* [THE PROBLEM] If a line in the data has the string "Errors", please show it.

* [MATERIAL FOR THE TASK]
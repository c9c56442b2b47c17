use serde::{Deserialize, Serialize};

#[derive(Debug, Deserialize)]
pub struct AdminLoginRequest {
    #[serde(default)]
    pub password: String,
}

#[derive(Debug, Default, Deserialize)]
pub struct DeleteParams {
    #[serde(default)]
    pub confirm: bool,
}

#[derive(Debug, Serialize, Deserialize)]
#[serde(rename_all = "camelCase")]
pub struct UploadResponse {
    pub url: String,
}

---

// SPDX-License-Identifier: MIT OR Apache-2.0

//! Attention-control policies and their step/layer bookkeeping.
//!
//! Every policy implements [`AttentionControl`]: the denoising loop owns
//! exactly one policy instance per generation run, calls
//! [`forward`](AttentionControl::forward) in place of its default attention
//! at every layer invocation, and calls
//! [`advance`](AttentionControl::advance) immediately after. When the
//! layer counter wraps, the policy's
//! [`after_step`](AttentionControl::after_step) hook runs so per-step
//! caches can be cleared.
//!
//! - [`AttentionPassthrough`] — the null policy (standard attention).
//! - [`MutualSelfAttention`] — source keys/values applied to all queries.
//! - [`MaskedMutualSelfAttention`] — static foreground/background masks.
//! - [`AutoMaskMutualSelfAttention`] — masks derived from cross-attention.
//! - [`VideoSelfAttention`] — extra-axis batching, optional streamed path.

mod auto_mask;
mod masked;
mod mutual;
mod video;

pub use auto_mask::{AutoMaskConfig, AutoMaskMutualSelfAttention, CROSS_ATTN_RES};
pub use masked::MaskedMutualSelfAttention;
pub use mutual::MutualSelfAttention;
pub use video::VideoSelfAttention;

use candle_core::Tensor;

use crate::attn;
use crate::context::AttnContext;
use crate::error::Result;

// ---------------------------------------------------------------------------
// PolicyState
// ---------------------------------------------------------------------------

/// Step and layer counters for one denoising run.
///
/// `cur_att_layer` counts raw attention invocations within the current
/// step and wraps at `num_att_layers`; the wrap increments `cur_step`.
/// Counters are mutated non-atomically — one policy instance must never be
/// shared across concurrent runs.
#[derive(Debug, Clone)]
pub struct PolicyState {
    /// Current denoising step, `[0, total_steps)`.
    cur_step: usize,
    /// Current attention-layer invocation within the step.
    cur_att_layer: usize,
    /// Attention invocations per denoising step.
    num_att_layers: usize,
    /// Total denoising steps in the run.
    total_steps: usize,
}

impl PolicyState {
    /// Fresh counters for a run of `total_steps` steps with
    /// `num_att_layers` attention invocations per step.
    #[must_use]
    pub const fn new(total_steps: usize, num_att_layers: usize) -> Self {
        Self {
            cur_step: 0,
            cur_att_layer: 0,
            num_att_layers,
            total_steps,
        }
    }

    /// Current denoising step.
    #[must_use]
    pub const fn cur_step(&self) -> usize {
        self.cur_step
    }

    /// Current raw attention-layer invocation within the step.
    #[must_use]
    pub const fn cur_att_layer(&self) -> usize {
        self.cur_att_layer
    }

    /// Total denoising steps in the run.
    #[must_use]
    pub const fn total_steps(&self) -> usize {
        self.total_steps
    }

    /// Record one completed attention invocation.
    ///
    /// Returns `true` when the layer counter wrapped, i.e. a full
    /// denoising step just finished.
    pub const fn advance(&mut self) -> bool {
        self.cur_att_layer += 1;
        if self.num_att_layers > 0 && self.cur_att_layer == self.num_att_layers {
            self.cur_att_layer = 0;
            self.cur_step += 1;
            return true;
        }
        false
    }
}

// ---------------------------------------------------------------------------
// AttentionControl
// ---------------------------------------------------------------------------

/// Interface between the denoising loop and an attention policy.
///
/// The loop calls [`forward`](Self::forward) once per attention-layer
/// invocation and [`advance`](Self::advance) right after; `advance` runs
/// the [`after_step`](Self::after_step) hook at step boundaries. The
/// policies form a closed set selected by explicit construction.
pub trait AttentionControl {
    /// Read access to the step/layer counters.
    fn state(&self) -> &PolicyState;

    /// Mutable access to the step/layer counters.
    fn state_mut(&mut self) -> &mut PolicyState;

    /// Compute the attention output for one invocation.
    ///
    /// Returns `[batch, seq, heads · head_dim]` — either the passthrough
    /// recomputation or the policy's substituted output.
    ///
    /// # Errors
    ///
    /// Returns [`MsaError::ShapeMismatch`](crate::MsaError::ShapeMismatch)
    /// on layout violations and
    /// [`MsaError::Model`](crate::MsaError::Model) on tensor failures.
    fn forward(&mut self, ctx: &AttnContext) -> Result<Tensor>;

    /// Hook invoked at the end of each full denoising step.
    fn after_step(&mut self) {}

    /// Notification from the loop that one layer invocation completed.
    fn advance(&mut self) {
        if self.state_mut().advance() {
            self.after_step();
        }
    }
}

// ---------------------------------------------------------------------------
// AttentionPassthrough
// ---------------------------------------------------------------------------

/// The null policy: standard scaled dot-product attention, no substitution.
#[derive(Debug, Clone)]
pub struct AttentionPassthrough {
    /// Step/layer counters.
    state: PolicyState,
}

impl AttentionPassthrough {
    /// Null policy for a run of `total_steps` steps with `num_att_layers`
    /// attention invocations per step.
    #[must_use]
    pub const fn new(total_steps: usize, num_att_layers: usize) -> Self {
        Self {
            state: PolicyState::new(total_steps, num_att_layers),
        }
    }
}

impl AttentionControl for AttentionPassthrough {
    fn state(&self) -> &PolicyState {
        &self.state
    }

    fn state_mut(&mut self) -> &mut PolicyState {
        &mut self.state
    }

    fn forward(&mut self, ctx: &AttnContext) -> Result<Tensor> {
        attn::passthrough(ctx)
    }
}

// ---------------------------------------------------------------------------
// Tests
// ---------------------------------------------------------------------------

==

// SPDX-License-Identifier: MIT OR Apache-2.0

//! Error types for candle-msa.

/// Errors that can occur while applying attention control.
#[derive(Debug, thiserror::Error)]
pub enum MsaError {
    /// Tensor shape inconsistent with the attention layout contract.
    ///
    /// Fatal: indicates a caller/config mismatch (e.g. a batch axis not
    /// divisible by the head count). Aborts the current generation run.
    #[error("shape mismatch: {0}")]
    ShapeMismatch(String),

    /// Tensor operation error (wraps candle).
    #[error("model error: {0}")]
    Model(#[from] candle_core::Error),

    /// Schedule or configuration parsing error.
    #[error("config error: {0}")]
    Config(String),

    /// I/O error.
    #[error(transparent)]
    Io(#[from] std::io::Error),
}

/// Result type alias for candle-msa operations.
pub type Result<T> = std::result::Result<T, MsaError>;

* [WORKED SOLUTION]
    /// # Errors
/// Errors that can occur while applying attention control.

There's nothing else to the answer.